S線上のアミ様 #001

 

S線のいつものホーム。

通勤電車が入ってくる。今朝は遅延はないみたいだ。

 

ホームドアが開き、皆がズイズイと小さく前に押し寄せる。ちんたらした前のおっさんと、目の色変えて席に座り込むおばはんのせいで、前の方に並んでいたのに座れなかった。

 

まぁツイテないなんて思うほどのことでもないか・・。

それぞれ老いも若きも、死んだ魚の眼をした人間を大量に乗せた鉄のコンテナは、今朝も地獄へ向かって走り出すのだ。

それにしても後ろの高校球児のバッグがデカくて邪魔すぎる。

 

「よし!」

前方をピッと指さして、車掌をしている友人Tの声が聞こえる。

いつ以来だろうか、やってるな。

話には聞いていたが、前にたまたま通勤で乗る電車で車掌姿を見た。

あんないい加減なやつが車掌なんてと最初は思ったが、小学生からの友人が制服を着て張り切る姿がちょっぴり誇らしく、なんやかんやちょっぴり羨ましい。子供の頃の夢ってやつを叶えたんだろうか。

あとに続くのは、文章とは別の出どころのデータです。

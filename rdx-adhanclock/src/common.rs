//! Contains common, primitive types shared by every part of the engine.
//!
//! The prayer names form a closed set. Their declaration order is the
//! canonical chronological order of a day, which both the next-prayer
//! resolver and the trigger check rely on.

use serde::{Deserialize, Serialize};
use std::fmt;
use std::str::FromStr;
use thiserror::Error;

/// Index into the configured sound catalogue.
pub type SoundIndex = usize;

/// One of the six daily entries of a timetable.
#[derive(Debug, Clone, Copy, PartialEq, Eq, Hash, PartialOrd, Ord, Serialize, Deserialize)]
pub enum PrayerName {
    Fajr,
    Sunrise,
    Dhuhr,
    Asr,
    Maghrib,
    Isha,
}

impl PrayerName {
    /// Every entry of a timetable, in chronological order.
    pub const ALL: [PrayerName; 6] = [
        PrayerName::Fajr,
        PrayerName::Sunrise,
        PrayerName::Dhuhr,
        PrayerName::Asr,
        PrayerName::Maghrib,
        PrayerName::Isha,
    ];

    /// The five prayers that sound an alert. Sunrise is informational only.
    pub const ALERT_ELIGIBLE: [PrayerName; 5] = [
        PrayerName::Fajr,
        PrayerName::Dhuhr,
        PrayerName::Asr,
        PrayerName::Maghrib,
        PrayerName::Isha,
    ];

    pub fn as_str(self) -> &'static str {
        match self {
            PrayerName::Fajr => "Fajr",
            PrayerName::Sunrise => "Sunrise",
            PrayerName::Dhuhr => "Dhuhr",
            PrayerName::Asr => "Asr",
            PrayerName::Maghrib => "Maghrib",
            PrayerName::Isha => "Isha",
        }
    }

    pub fn is_alert_eligible(self) -> bool {
        self != PrayerName::Sunrise
    }

    pub(crate) fn slot(self) -> usize {
        self as usize
    }
}

impl fmt::Display for PrayerName {
    fn fmt(&self, f: &mut fmt::Formatter<'_>) -> fmt::Result {
        f.write_str(self.as_str())
    }
}

/// Returned when a string does not name one of the six timetable entries.
#[derive(Debug, Clone, PartialEq, Eq, Error)]
#[error("'{0}' is not a prayer name")]
pub struct UnknownPrayerName(pub String);

impl FromStr for PrayerName {
    type Err = UnknownPrayerName;

    /// Case-insensitive, so "fajr" and "FAJR" are both accepted.
    fn from_str(s: &str) -> Result<Self, Self::Err> {
        let trimmed = s.trim();
        PrayerName::ALL
            .into_iter()
            .find(|name| name.as_str().eq_ignore_ascii_case(trimmed))
            .ok_or_else(|| UnknownPrayerName(trimmed.to_string()))
    }
}

#[cfg(test)]
mod tests {
    use super::*;

    #[test]
    fn canonical_order_matches_declaration_order() {
        for (slot, name) in PrayerName::ALL.iter().enumerate() {
            assert_eq!(name.slot(), slot);
        }
        let mut sorted = PrayerName::ALL;
        sorted.sort();
        assert_eq!(sorted, PrayerName::ALL);
    }

    #[test]
    fn sunrise_is_the_only_silent_entry() {
        let silent: Vec<_> = PrayerName::ALL
            .into_iter()
            .filter(|name| !name.is_alert_eligible())
            .collect();
        assert_eq!(silent, vec![PrayerName::Sunrise]);
        assert!(!PrayerName::ALERT_ELIGIBLE.contains(&PrayerName::Sunrise));
    }

    #[test]
    fn parses_names_case_insensitively() {
        assert_eq!("maghrib".parse::<PrayerName>(), Ok(PrayerName::Maghrib));
        assert_eq!(" ISHA ".parse::<PrayerName>(), Ok(PrayerName::Isha));
        assert_eq!(
            "Midnight".parse::<PrayerName>(),
            Err(UnknownPrayerName("Midnight".to_string()))
        );
    }
}
//! Defines all configuration structures for the Adhanclock engine.
//!
//! These structs are deserialized with `serde` through the `config` crate, so
//! the engine's time zone, tick speed, sound catalogue and timetable source
//! can live in a TOML file and be overridden from the environment
//! (`ADHAN_TIMEZONE=Europe/Istanbul`, `ADHAN_PROVIDER__METHOD=13`, ...).

use crate::common::SoundIndex;
use crate::error::{AdhanError, Result};
use crate::provider::LocationQuery;
use crate::timetable::{DailyTimetable, Timetable};
use chrono_tz::Tz;
use serde::Deserialize;
use std::collections::BTreeMap;
use std::path::Path;
use std::time::Duration;

/// The top-level configuration for the `AdhanEngine`.
#[derive(Debug, Clone, Deserialize)]
pub struct AdhanConfig {
    /// The time zone prayer times are read in. Uses IANA names
    /// (e.g., "Asia/Karachi"). Defaults to UTC.
    #[serde(default = "default_timezone")]
    pub timezone: Tz,

    /// Milliseconds between clock ticks.
    #[serde(default = "default_tick_interval_ms")]
    pub tick_interval_ms: u64,

    /// Default `tracing` filter for the binaries, overridden by `RUST_LOG`.
    #[serde(default = "default_log_level")]
    pub log_level: String,

    /// The alert sounds the user can choose from.
    #[serde(default = "default_sounds")]
    pub sounds: Vec<SoundConfig>,

    /// Index into `sounds` used for scheduled alerts.
    #[serde(default)]
    pub selected_sound: SoundIndex,

    #[serde(default)]
    pub provider: ProviderConfig,

    /// Where to fetch the timetable for on startup.
    #[serde(default)]
    pub location: Option<LocationQuery>,

    /// A fixed timetable, e.g. `Fajr = "05:00"`. Used instead of the
    /// provider when present.
    #[serde(default)]
    pub timetable: Option<BTreeMap<String, String>>,
}

/// A named alert sound.
#[derive(Debug, Clone, PartialEq, Eq, Deserialize)]
pub struct SoundConfig {
    pub name: String,
    /// A URL or path handed to the audio output's `load`.
    pub source: String,
}

/// Settings for the remote timetable service.
#[derive(Debug, Clone, Deserialize)]
pub struct ProviderConfig {
    #[serde(default = "default_base_url")]
    pub base_url: String,
    /// The service's calculation method id.
    #[serde(default = "default_method")]
    pub method: u8,
    #[serde(default = "default_timeout_secs")]
    pub timeout_secs: u64,
}

impl AdhanConfig {
    /// Loads a TOML file (if given) and then `ADHAN_*` environment overrides.
    pub fn load(path: Option<&Path>) -> Result<Self> {
        let mut builder = config::Config::builder();
        if let Some(path) = path {
            builder = builder.add_source(config::File::from(path.to_path_buf()));
        }
        let config: AdhanConfig = builder
            .add_source(
                config::Environment::with_prefix("ADHAN")
                    .separator("__")
                    .try_parsing(true),
            )
            .build()?
            .try_deserialize()?;
        config.validate()?;
        Ok(config)
    }

    /// Parses configuration from a TOML string, without environment overrides.
    pub fn from_toml_str(raw: &str) -> Result<Self> {
        let config: AdhanConfig = config::Config::builder()
            .add_source(config::File::from_str(raw, config::FileFormat::Toml))
            .build()?
            .try_deserialize()?;
        config.validate()?;
        Ok(config)
    }

    /// Checks the invariants serde cannot express.
    pub fn validate(&self) -> Result<()> {
        if self.sounds.is_empty() {
            return Err(AdhanError::InvalidConfig(
                "the sound catalogue is empty".to_string(),
            ));
        }
        if self.selected_sound >= self.sounds.len() {
            return Err(AdhanError::UnknownSound {
                index: self.selected_sound,
                available: self.sounds.len(),
            });
        }
        if self.tick_interval_ms == 0 {
            return Err(AdhanError::InvalidConfig(
                "tick_interval_ms must be positive".to_string(),
            ));
        }
        Ok(())
    }

    pub fn tick_interval(&self) -> Duration {
        Duration::from_millis(self.tick_interval_ms)
    }

    /// The configured fixed timetable, validated.
    pub fn static_timetable(&self) -> Result<Option<DailyTimetable>> {
        self.timetable
            .as_ref()
            .map(|entries| Timetable::from_entries(entries).map(DailyTimetable::from))
            .transpose()
    }
}

impl Default for AdhanConfig {
    fn default() -> Self {
        Self {
            timezone: default_timezone(),
            tick_interval_ms: default_tick_interval_ms(),
            log_level: default_log_level(),
            sounds: default_sounds(),
            selected_sound: 0,
            provider: ProviderConfig::default(),
            location: None,
            timetable: None,
        }
    }
}

impl Default for ProviderConfig {
    fn default() -> Self {
        Self {
            base_url: default_base_url(),
            method: default_method(),
            timeout_secs: default_timeout_secs(),
        }
    }
}

// --- Default value functions for serde ---

fn default_timezone() -> Tz {
    Tz::UTC
}

fn default_tick_interval_ms() -> u64 {
    1000
}

fn default_log_level() -> String {
    "info".to_string()
}

fn default_base_url() -> String {
    "https://api.aladhan.com/v1".to_string()
}

fn default_method() -> u8 {
    2
}

fn default_timeout_secs() -> u64 {
    10
}

fn default_sounds() -> Vec<SoundConfig> {
    [
        ("Makkah - Masjid al-Haram", "https://www.islamcan.com/audio/adhan/azan1.mp3"),
        ("Madinah - Masjid an-Nabawi", "https://www.islamcan.com/audio/adhan/azan2.mp3"),
        ("Egypt - Sheikh Abdul Basit", "https://www.islamcan.com/audio/adhan/azan15.mp3"),
        ("Mishary Rashid Alafasy", "https://www.islamcan.com/audio/adhan/azan16.mp3"),
        ("Jerusalem - Masjid al-Aqsa", "https://www.islamcan.com/audio/adhan/azan3.mp3"),
    ]
    .into_iter()
    .map(|(name, source)| SoundConfig {
        name: name.to_string(),
        source: source.to_string(),
    })
    .collect()
}
//! One day's prayer times for one location.
//!
//! A `Timetable` is only ever built whole. Construction validates all six
//! entries, so a value of this type is always well-formed and the resolver
//! and trigger check never have to defend against gaps.

use crate::common::PrayerName;
use crate::error::{AdhanError, Result};
use chrono::NaiveTime;
use serde::{Deserialize, Serialize};
use std::fmt;

/// The six prayer times of a single day, indexed by `PrayerName`.
#[derive(Debug, Clone, Copy, PartialEq, Eq)]
pub struct Timetable {
    times: [NaiveTime; 6],
}

impl Timetable {
    /// Builds a timetable from `(name, "HH:MM")` pairs.
    ///
    /// Keys that are not one of the six prayer names (the timings service
    /// also reports Imsak, Sunset, Midnight, ...) are ignored. A value may
    /// carry a trailing annotation such as `"05:17 (EET)"`.
    ///
    /// # Errors
    /// `MalformedTimetable` if any of the six entries is missing or is not a
    /// valid 24-hour time.
    pub fn from_entries<I, K, V>(entries: I) -> Result<Self>
    where
        I: IntoIterator<Item = (K, V)>,
        K: AsRef<str>,
        V: AsRef<str>,
    {
        let mut slots: [Option<NaiveTime>; 6] = [None; 6];
        for (key, value) in entries {
            let Ok(name) = key.as_ref().parse::<PrayerName>() else {
                continue;
            };
            let time = parse_time_of_day(value.as_ref()).ok_or_else(|| {
                AdhanError::MalformedTimetable {
                    prayer: name,
                    detail: format!("has an invalid time '{}'", value.as_ref()),
                }
            })?;
            slots[name.slot()] = Some(time);
        }

        let mut times = [NaiveTime::default(); 6];
        for name in PrayerName::ALL {
            times[name.slot()] = slots[name.slot()].ok_or_else(|| AdhanError::MalformedTimetable {
                prayer: name,
                detail: "is missing".to_string(),
            })?;
        }
        Ok(Self { times })
    }

    /// Returns the time of day of a single entry.
    pub fn get(&self, name: PrayerName) -> NaiveTime {
        self.times[name.slot()]
    }

    /// The entry formatted at minute resolution, e.g. `"05:17"`.
    pub fn minute_label(&self, name: PrayerName) -> String {
        self.get(name).format("%H:%M").to_string()
    }

    /// Iterates over all six entries in chronological order.
    pub fn iter(&self) -> impl Iterator<Item = (PrayerName, NaiveTime)> + '_ {
        PrayerName::ALL.into_iter().map(|name| (name, self.get(name)))
    }
}

/// Parses the leading `HH:MM` of a timings value.
pub fn parse_time_of_day(raw: &str) -> Option<NaiveTime> {
    let token = raw.split_whitespace().next()?;
    NaiveTime::parse_from_str(token, "%H:%M").ok()
}

/// The Hijri calendar date reported alongside a timetable.
#[derive(Debug, Clone, PartialEq, Eq, Serialize, Deserialize)]
pub struct HijriDate {
    pub day: String,
    pub month_en: String,
    pub month_ar: String,
    pub year: String,
}

impl fmt::Display for HijriDate {
    fn fmt(&self, f: &mut fmt::Formatter<'_>) -> fmt::Result {
        write!(f, "{} {} {} AH", self.day, self.month_en, self.year)
    }
}

/// Where a timetable applies.
#[derive(Debug, Clone, PartialEq, Serialize, Deserialize)]
pub struct LocationInfo {
    pub city: String,
    pub country: String,
    pub latitude: f64,
    pub longitude: f64,
    pub timezone: Option<String>,
}

impl fmt::Display for LocationInfo {
    fn fmt(&self, f: &mut fmt::Formatter<'_>) -> fmt::Result {
        if self.country.is_empty() {
            f.write_str(&self.city)
        } else {
            write!(f, "{}, {}", self.city, self.country)
        }
    }
}

/// A timetable together with the metadata of the fetch that produced it.
#[derive(Debug, Clone, PartialEq)]
pub struct DailyTimetable {
    pub timetable: Timetable,
    pub hijri: Option<HijriDate>,
    pub location: Option<LocationInfo>,
}

impl From<Timetable> for DailyTimetable {
    fn from(timetable: Timetable) -> Self {
        Self {
            timetable,
            hijri: None,
            location: None,
        }
    }
}

#[cfg(test)]
mod tests {
    use super::*;

    fn hm(h: u32, m: u32) -> NaiveTime {
        NaiveTime::from_hms_opt(h, m, 0).unwrap()
    }

    fn full_day() -> Vec<(&'static str, &'static str)> {
        vec![
            ("Fajr", "05:00"),
            ("Sunrise", "06:20"),
            ("Dhuhr", "12:15"),
            ("Asr", "15:45"),
            ("Maghrib", "18:30"),
            ("Isha", "20:00"),
        ]
    }

    #[test]
    fn builds_from_complete_entries() {
        let table = Timetable::from_entries(full_day()).unwrap();
        assert_eq!(table.get(PrayerName::Fajr), hm(5, 0));
        assert_eq!(table.get(PrayerName::Asr), hm(15, 45));
        assert_eq!(table.minute_label(PrayerName::Isha), "20:00");
        let names: Vec<_> = table.iter().map(|(name, _)| name).collect();
        assert_eq!(names, PrayerName::ALL.to_vec());
    }

    #[test]
    fn ignores_extra_keys_and_zone_annotations() {
        let mut entries = full_day();
        entries.push(("Imsak", "04:50"));
        entries.push(("Midnight", "00:12"));
        entries[0] = ("Fajr", "05:00 (EET)");
        let table = Timetable::from_entries(entries).unwrap();
        assert_eq!(table.get(PrayerName::Fajr), hm(5, 0));
    }

    #[test]
    fn rejects_a_missing_entry() {
        let entries: Vec<_> = full_day()
            .into_iter()
            .filter(|(name, _)| *name != "Maghrib")
            .collect();
        match Timetable::from_entries(entries) {
            Err(AdhanError::MalformedTimetable { prayer, .. }) => {
                assert_eq!(prayer, PrayerName::Maghrib)
            }
            other => panic!("expected MalformedTimetable, got {other:?}"),
        }
    }

    #[test]
    fn rejects_an_invalid_time() {
        let mut entries = full_day();
        entries[2] = ("Dhuhr", "25:61");
        assert!(matches!(
            Timetable::from_entries(entries),
            Err(AdhanError::MalformedTimetable {
                prayer: PrayerName::Dhuhr,
                ..
            })
        ));
    }

    #[test]
    fn parses_leading_time_only() {
        assert_eq!(parse_time_of_day("04:05"), Some(hm(4, 5)));
        assert_eq!(parse_time_of_day(" 23:59 (+03)"), Some(hm(23, 59)));
        assert_eq!(parse_time_of_day(""), None);
        assert_eq!(parse_time_of_day("noon"), None);
    }

    #[test]
    fn hijri_date_displays_like_the_dashboard() {
        let hijri = HijriDate {
            day: "14".into(),
            month_en: "Ramaḍān".into(),
            month_ar: "رَمَضان".into(),
            year: "1447".into(),
        };
        assert_eq!(hijri.to_string(), "14 Ramaḍān 1447 AH");
    }
}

まぁ人は人、比べたところでしょーもない。なんか色々大変だろうし。

 

俺はいつも決まった電車に乗って、今日も我慢だけの職場へ行くだけさ。

 


 

だるい。だるすぎる。

 

もう帰りたい。

自由がほしい。家畜だ、俺は家畜なんだ。

28歳という人生で貴重なこの時間を、こんなことに使って良いのだろうか!

 

つり革に両手でしがみつきながら、そんなことばかりが頭をめぐる。

 

「かなしいのぉ」

 

なんか聞こえた。

残業疲れで重い頭をゆっくり上げて、声の出元を細目で見上げる。

 

「まったくかなしいのぅ」

 

アミ棚の上にそいつはひょっこりと座っていた。

 

フンフンフン〜♪

 

そいつは足をぱたぱたさせながら鼻歌を歌っていたが、

パッとこちらに振り返り、ばっちり目があってしまった。

「おぬし、ワシが見えるのか?」

 

アミ棚の上に、2頭身くらいの、それも昔の貴族風衣装に身を包んだ、なんかちっちゃいやつがいる。

こっちを見て何か言っている。

 

………なんだこいつぅぅ!?

 

仕事の疲れか、はたまた漫画の読み過ぎか。

満員電車の中だったので、目を見開きつつ声は出さないようにグッとこらえた。

 

「こいつとはなんじゃ、失礼な。」

 

…思いっきり聞こえてしまったらしい。いや、声は出していないはず。

推定40センチ程度、子供にしては小さすぎるし、俺は幻覚でも見ているのか。

 
「幻覚ではない。」

 

なんか聞こえてるし!

俺しゃべってないし!

 

「口に出さずともわかる。なにせワシはアミ様じゃからな。

おまえの心の中なんぞスッケスケじゃ。」

 

それが俺とアミ様との出会いだった。